Esta enfermedad degenerativa puede combatirse para reducir sus efectos en los pacientes relacionados con la movilidad, el dolor y otro tipo de afecciones.
Cuando hablamos de artrosis lo hacemos desde el conociemiento, es decir como de algo habitual que se encuentra en nuestras vidas diarias. Y no le falta razó pues la artrosis afecta a un 10% de la población de España, lo que significa casi la cuarta parte del total de pacientes atendios en consultas reumatológicas.
Se trata de una patología reumática degenerativa que se produce por el desgaste del cartílago, tejido que hace de amortiguador al proteger los extremos de los huesos y que favorece el movimiento de la articulación. Se localiza normalmente en la columna cervical y lumbar, algunas articulaciones del hombro y de los dedos de las manos, la cadera, la rodilla y la articulación del comienzo del dedo gordo del pie. Suele afectar en mayor grado a personas mayores de 50 años y produce dolor, rigidez e incapacidad funcional.
Al margen del diagnóstico y tratamiento impuesto por médicos y especialistas, que sin duda mejorarán al paciente, es importante seguir algunas recomendaciones fáciles de seguir que ayuden a la persona que lo sufre en su vida diaria.

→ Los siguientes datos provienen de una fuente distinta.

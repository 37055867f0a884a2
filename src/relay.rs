//! Actuation back-ends: a logging stand-in and the GPIO relay board.

use anyhow::Result;
use tracing::info;

use crate::output::{ActuationChannel, SymbolicOutput};

/// BCM pin per output channel.
#[derive(Debug, Clone, Copy, PartialEq, Eq)]
pub struct RelayPins {
    pub car: u8,
    pub motorbike: u8,
    pub default: u8,
    /// Relay modules on the Pi header switch on when the pin is pulled low.
    pub active_low: bool,
}

impl Default for RelayPins {
    fn default() -> Self {
        Self {
            car: 17,
            motorbike: 27,
            default: 22,
            active_low: true,
        }
    }
}

impl RelayPins {
    pub fn pin_for(&self, output: SymbolicOutput) -> u8 {
        match output {
            SymbolicOutput::Car => self.car,
            SymbolicOutput::Motorbike => self.motorbike,
            SymbolicOutput::Default => self.default,
        }
    }

    /// Pin level that switches a relay off. Pins are claimed at this level
    /// so no relay pulses on while the board is being opened.
    pub fn off_level_high(&self) -> bool {
        self.active_low
    }

    /// Pin level for a channel in the given state.
    pub fn level_high(&self, on: bool) -> bool {
        on != self.active_low
    }

    pub fn is_distinct(&self) -> bool {
        self.car != self.motorbike && self.car != self.default && self.motorbike != self.default
    }
}

/// Used when no relay hardware is present: records the active channel and
/// logs every transition.
#[derive(Debug, Default)]
pub struct LoggingActuator {
    active: Option<SymbolicOutput>,
}

impl LoggingActuator {
    pub fn new() -> Self {
        Self::default()
    }

    pub fn active(&self) -> Option<SymbolicOutput> {
        self.active
    }
}

impl ActuationChannel for LoggingActuator {
    fn activate(&mut self, output: SymbolicOutput) -> Result<()> {
        self.deactivate_all()?;
        self.active = Some(output);
        info!("Relay channel {} on", output);
        Ok(())
    }

    fn deactivate_all(&mut self) -> Result<()> {
        self.active = None;
        Ok(())
    }
}

#[cfg(feature = "raspberry-pi")]
pub use gpio::GpioRelayBoard;

#[cfg(feature = "raspberry-pi")]
mod gpio {
    use anyhow::{Context, Result};
    use rppal::gpio::{Gpio, OutputPin};
    use tracing::{info, warn};

    use super::RelayPins;
    use crate::output::{ActuationChannel, SymbolicOutput};

    /// Three relays on the Pi header, one per output channel.
    ///
    /// Construction and drop both leave the board in the fail-safe state
    /// (default channel on). Pins are not reset on drop, so that state
    /// outlives the process.
    pub struct GpioRelayBoard {
        pins: RelayPins,
        car: OutputPin,
        motorbike: OutputPin,
        default: OutputPin,
    }

    impl GpioRelayBoard {
        pub fn open(pins: RelayPins) -> Result<Self> {
            let gpio = Gpio::new().context("Failed to open GPIO")?;
            let take = |pin: u8| -> Result<OutputPin> {
                let pin = gpio
                    .get(pin)
                    .with_context(|| format!("GPIO pin {} unavailable", pin))?;
                let mut out = if pins.off_level_high() {
                    pin.into_output_high()
                } else {
                    pin.into_output_low()
                };
                // keep the last driven level after exit
                out.set_reset_on_drop(false);
                Ok(out)
            };

            let mut board = Self {
                pins,
                car: take(pins.car)?,
                motorbike: take(pins.motorbike)?,
                default: take(pins.default)?,
            };
            board.activate(SymbolicOutput::Default)?;
            info!(
                "Relay board ready (car={} motorbike={} default={} active_low={})",
                pins.car, pins.motorbike, pins.default, pins.active_low
            );
            Ok(board)
        }

        fn pin_mut(&mut self, output: SymbolicOutput) -> &mut OutputPin {
            match output {
                SymbolicOutput::Car => &mut self.car,
                SymbolicOutput::Motorbike => &mut self.motorbike,
                SymbolicOutput::Default => &mut self.default,
            }
        }

        fn set(&mut self, output: SymbolicOutput, on: bool) {
            let high = self.pins.level_high(on);
            let pin = self.pin_mut(output);
            if high {
                pin.set_high();
            } else {
                pin.set_low();
            }
        }
    }

    impl ActuationChannel for GpioRelayBoard {
        fn activate(&mut self, output: SymbolicOutput) -> Result<()> {
            self.deactivate_all()?;
            self.set(output, true);
            Ok(())
        }

        fn deactivate_all(&mut self) -> Result<()> {
            for output in SymbolicOutput::ALL {
                self.set(output, false);
            }
            Ok(())
        }
    }

    impl Drop for GpioRelayBoard {
        fn drop(&mut self) {
            if let Err(e) = self.activate(SymbolicOutput::Default) {
                warn!("Failed to restore relay safe state: {}", e);
            }
        }
    }
}

#[cfg(test)]
mod tests {
    use super::*;

    #[test]
    fn test_logging_actuator_keeps_one_channel() {
        let mut a = LoggingActuator::new();
        a.activate(SymbolicOutput::Car).unwrap();
        a.activate(SymbolicOutput::Motorbike).unwrap();
        assert_eq!(a.active(), Some(SymbolicOutput::Motorbike));
        a.deactivate_all().unwrap();
        assert_eq!(a.active(), None);
    }

    #[test]
    fn test_relay_pins() {
        let pins = RelayPins::default();
        assert_eq!(pins.pin_for(SymbolicOutput::Car), 17);
        assert_eq!(pins.pin_for(SymbolicOutput::Motorbike), 27);
        assert_eq!(pins.pin_for(SymbolicOutput::Default), 22);
        assert!(pins.is_distinct());
        assert!(!RelayPins { motorbike: 17, ..pins }.is_distinct());
    }

    #[test]
    fn test_pins_claimed_at_off_level() {
        let low = RelayPins::default();
        assert!(low.off_level_high());
        assert_eq!(low.level_high(false), low.off_level_high());
        assert!(!low.level_high(true));

        let high = RelayPins { active_low: false, ..low };
        assert!(!high.off_level_high());
        assert_eq!(high.level_high(false), high.off_level_high());
        assert!(high.level_high(true));
    }
}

En principio, como ocurre en muchos patologías, es recomendable evitar el sobrepeso, especialmente si se sufre en alguna zona de la espalda o piernas. Por tanto, realizar una dieta equilibrada y hacer algún tipo de ejercicio es fundamental para empezar a paliar los efectos de la artrosis.
La postura y los movimientos a realizar también son aspectos que hay que cuidar. A la hora de sentarse o acostarse, debe realizarse de forma correcta, con la espalda completamente apoyada en el respaldar. También es recomendable usar colchón duro, sillas altas y con rspaldo y evitar sillones y sofás bajos y hundidos. A esto hay que sumar la necesidad de ponerse de pie de forma frecuente para no tener la misma postura demasiado tiempo y evitar movimientos bruscos, especialmente a la hora de cargar peso, para evitar sobrecargas en la articulación afectada.

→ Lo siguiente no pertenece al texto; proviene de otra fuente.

use std::fs;

use stls::authoring::{AuthoringSession, SessionEvent};
use stls::zone_file::{load_zones, ZoneFile, ZoneFileWriter};
use stls::zones::Point;
use stls::Error;

fn click_all(session: &mut AuthoringSession, points: &[(i32, i32)]) {
    for &(x, y) in points {
        session.click(Point::new(x, y));
    }
}

#[test]
fn test_authored_file_layout() {
    let dir = tempfile::TempDir::new().unwrap();
    let path = dir.path().join("zones.txt");
    // stale content from an earlier session is replaced, not appended to
    fs::write(&path, "zones: \n   0: [(1, 1)]\n").unwrap();

    let mut session = AuthoringSession::new(ZoneFileWriter::new(&path, 2, 640, 480), 'q');
    click_all(&mut session, &[(10, 10), (200, 10), (200, 150), (10, 150)]);
    assert_eq!(session.key('c').unwrap(), SessionEvent::Redraw);
    assert_eq!(session.key('s').unwrap(), SessionEvent::Redraw);
    assert_eq!(session.key('n').unwrap(), SessionEvent::NextFrame);
    click_all(&mut session, &[(300, 300), (400, 300), (350, 420)]);
    session.key('s').unwrap();

    let text = fs::read_to_string(&path).unwrap();
    assert_eq!(
        text,
        "zones: \n   0: [(10, 10), (200, 10), (200, 150), (10, 150)]\n   1: [(300, 300), (400, 300), (350, 420)]\n\nnumber_of_zone: 2\nframe_width: 640\nframe_height: 480\n"
    );

    assert_eq!(session.key('s').unwrap(), SessionEvent::Finished);
    assert_eq!(fs::read_to_string(&path).unwrap(), text);
}

#[test]
fn test_authored_zones_load_at_another_size() {
    let dir = tempfile::TempDir::new().unwrap();
    let path = dir.path().join("zones.txt");
    let mut writer = ZoneFileWriter::new(&path, 1, 640, 480);
    assert!(writer
        .append_zone(&[Point::new(100, 100), Point::new(300, 100), Point::new(200, 301)])
        .unwrap());
    assert!(writer.is_complete());

    let zones = load_zones(&path, 1280, 720).unwrap();
    assert_eq!((zones.frame_width, zones.frame_height), (1280, 720));
    assert_eq!(
        zones.get(0).unwrap().points,
        vec![Point::new(200, 150), Point::new(600, 150), Point::new(400, 451)]
    );

    let file = ZoneFile::read(&path).unwrap();
    assert_eq!(file.number_of_zones, Some(1));
    assert!(file.warnings.is_empty());
}

#[test]
fn test_unfinished_file_fails_to_scale() {
    let dir = tempfile::TempDir::new().unwrap();
    let path = dir.path().join("zones.txt");
    let mut writer = ZoneFileWriter::new(&path, 3, 640, 480);
    writer
        .append_zone(&[Point::new(1, 1), Point::new(9, 1), Point::new(9, 9)])
        .unwrap();

    // no footer yet, so the authoring size is unknown
    let file = ZoneFile::read(&path).unwrap();
    assert_eq!(file.warnings.len(), 2);
    let err = load_zones(&path, 640, 480).unwrap_err();
    assert!(matches!(err, Error::Config(_)), "{:?}", err);
}

#[test]
fn test_missing_zone_file() {
    let dir = tempfile::TempDir::new().unwrap();
    let err = load_zones(dir.path().join("nope.txt"), 640, 480).unwrap_err();
    assert!(matches!(err, Error::FileNotFound { what: "zones", .. }));
    assert!(err.to_string().contains("does not exist"));
}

En cuanto a la ropa y el calzado, se recomienda que sea cómodo, de suela gruesa o acolchada y evitar tacones excesivamente altos. Se pueden usar asimismo accesorios como muñequeras, rodilleras o tobilleras terapéuticas, siempre que sean recomendados por especialistas y sin abusar.

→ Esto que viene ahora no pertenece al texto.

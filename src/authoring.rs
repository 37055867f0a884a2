//! Interactive zone authoring, independent of any window toolkit.
//!
//! The UI layer feeds clicks and key presses in and redraws when asked to.

use tracing::{info, warn};

use crate::error::Result;
use crate::zone_file::ZoneFileWriter;
use crate::zones::Point;

pub const INSTRUCTIONS: [&str; 2] = [
    "Left click to select points.",
    "Press 's' to save, 'c' to close the polygon, 'u' to undo last point, and 'q' to quit.",
];

#[derive(Debug, Clone, Copy, PartialEq, Eq)]
pub enum SessionEvent {
    /// Nothing visible changed.
    Continue,
    Redraw,
    /// Points were cleared; grab a fresh frame.
    NextFrame,
    Finished,
}

#[derive(Debug)]
pub struct AuthoringSession {
    writer: ZoneFileWriter,
    quit_key: char,
    points: Vec<Point>,
    /// Polygons closed on the current frame, kept for drawing only.
    closed: Vec<Vec<Point>>,
    frame_index: u64,
    finished: bool,
}

impl AuthoringSession {
    pub fn new(writer: ZoneFileWriter, quit_key: char) -> Self {
        info!(
            "Writing points to '{}' (max {} zone(s)). Press 'n' for the next frame, '{}' to quit.",
            writer.path().display(),
            writer.max_zones(),
            quit_key
        );
        Self {
            writer,
            quit_key,
            points: Vec::new(),
            closed: Vec::new(),
            frame_index: 0,
            finished: false,
        }
    }

    pub fn points(&self) -> &[Point] {
        &self.points
    }

    pub fn closed_polygons(&self) -> &[Vec<Point>] {
        &self.closed
    }

    pub fn frame_index(&self) -> u64 {
        self.frame_index
    }

    pub fn zones_saved(&self) -> u32 {
        self.writer.written()
    }

    pub fn max_zones(&self) -> u32 {
        self.writer.max_zones()
    }

    pub fn is_finished(&self) -> bool {
        self.finished
    }

    pub fn click(&mut self, p: Point) -> SessionEvent {
        if self.finished {
            return SessionEvent::Finished;
        }
        self.points.push(p);
        SessionEvent::Redraw
    }

    pub fn key(&mut self, key: char) -> Result<SessionEvent> {
        if self.finished {
            return Ok(SessionEvent::Finished);
        }
        // the quit key wins even when it shadows a command key
        if key == self.quit_key {
            info!("Authoring stopped with {} zone(s) saved", self.writer.written());
            self.finished = true;
            return Ok(SessionEvent::Finished);
        }

        let event = match key {
            's' => self.save()?,
            'c' => self.close_polygon(),
            'u' => self.undo(),
            'n' => {
                self.points.clear();
                self.closed.clear();
                self.frame_index += 1;
                info!(
                    "Frame {}: zones created {}/{}",
                    self.frame_index,
                    self.writer.written(),
                    self.writer.max_zones()
                );
                SessionEvent::NextFrame
            }
            _ => SessionEvent::Continue,
        };
        Ok(event)
    }

    fn save(&mut self) -> Result<SessionEvent> {
        if self.points.len() < 3 {
            warn!("Saving a zone with only {} point(s); it will never contain anything", self.points.len());
        }
        if !self.writer.append_zone(&self.points)? {
            info!("Program will exit.");
            self.finished = true;
            return Ok(SessionEvent::Finished);
        }
        self.points.clear();
        Ok(SessionEvent::Redraw)
    }

    fn close_polygon(&mut self) -> SessionEvent {
        if self.points.len() > 2 {
            self.closed.push(self.points.clone());
            info!("Polygon closed.");
            SessionEvent::Redraw
        } else {
            warn!("A polygon must have at least 3 points.");
            SessionEvent::Continue
        }
    }

    fn undo(&mut self) -> SessionEvent {
        if self.points.pop().is_some() {
            info!("Undo last point. Remaining points: {}", self.points.len());
            SessionEvent::Redraw
        } else {
            info!("No points to undo.");
            SessionEvent::Continue
        }
    }
}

Al margen de analgesicos y antiinflamatorios y otros medicamentos indicados por el médico, puede ayudar a mitigar el dolor el calor, usando bolsas de agua caliente, manta eléctrica o durante la ducha, aunque tambi´n es eficaz el hielo en caso que haya inflamación.
Por último, la psicología también juega un papel importante en el paciente. Mantener una actitud positiva, alegre y activa frente a la artrosis, es fundamental para vivir de forma más llevadera con esta enfermedad. De nada sirve amargarse o lamentarse, la artrosis seguirá ahí así que hay que saber convivir con ella.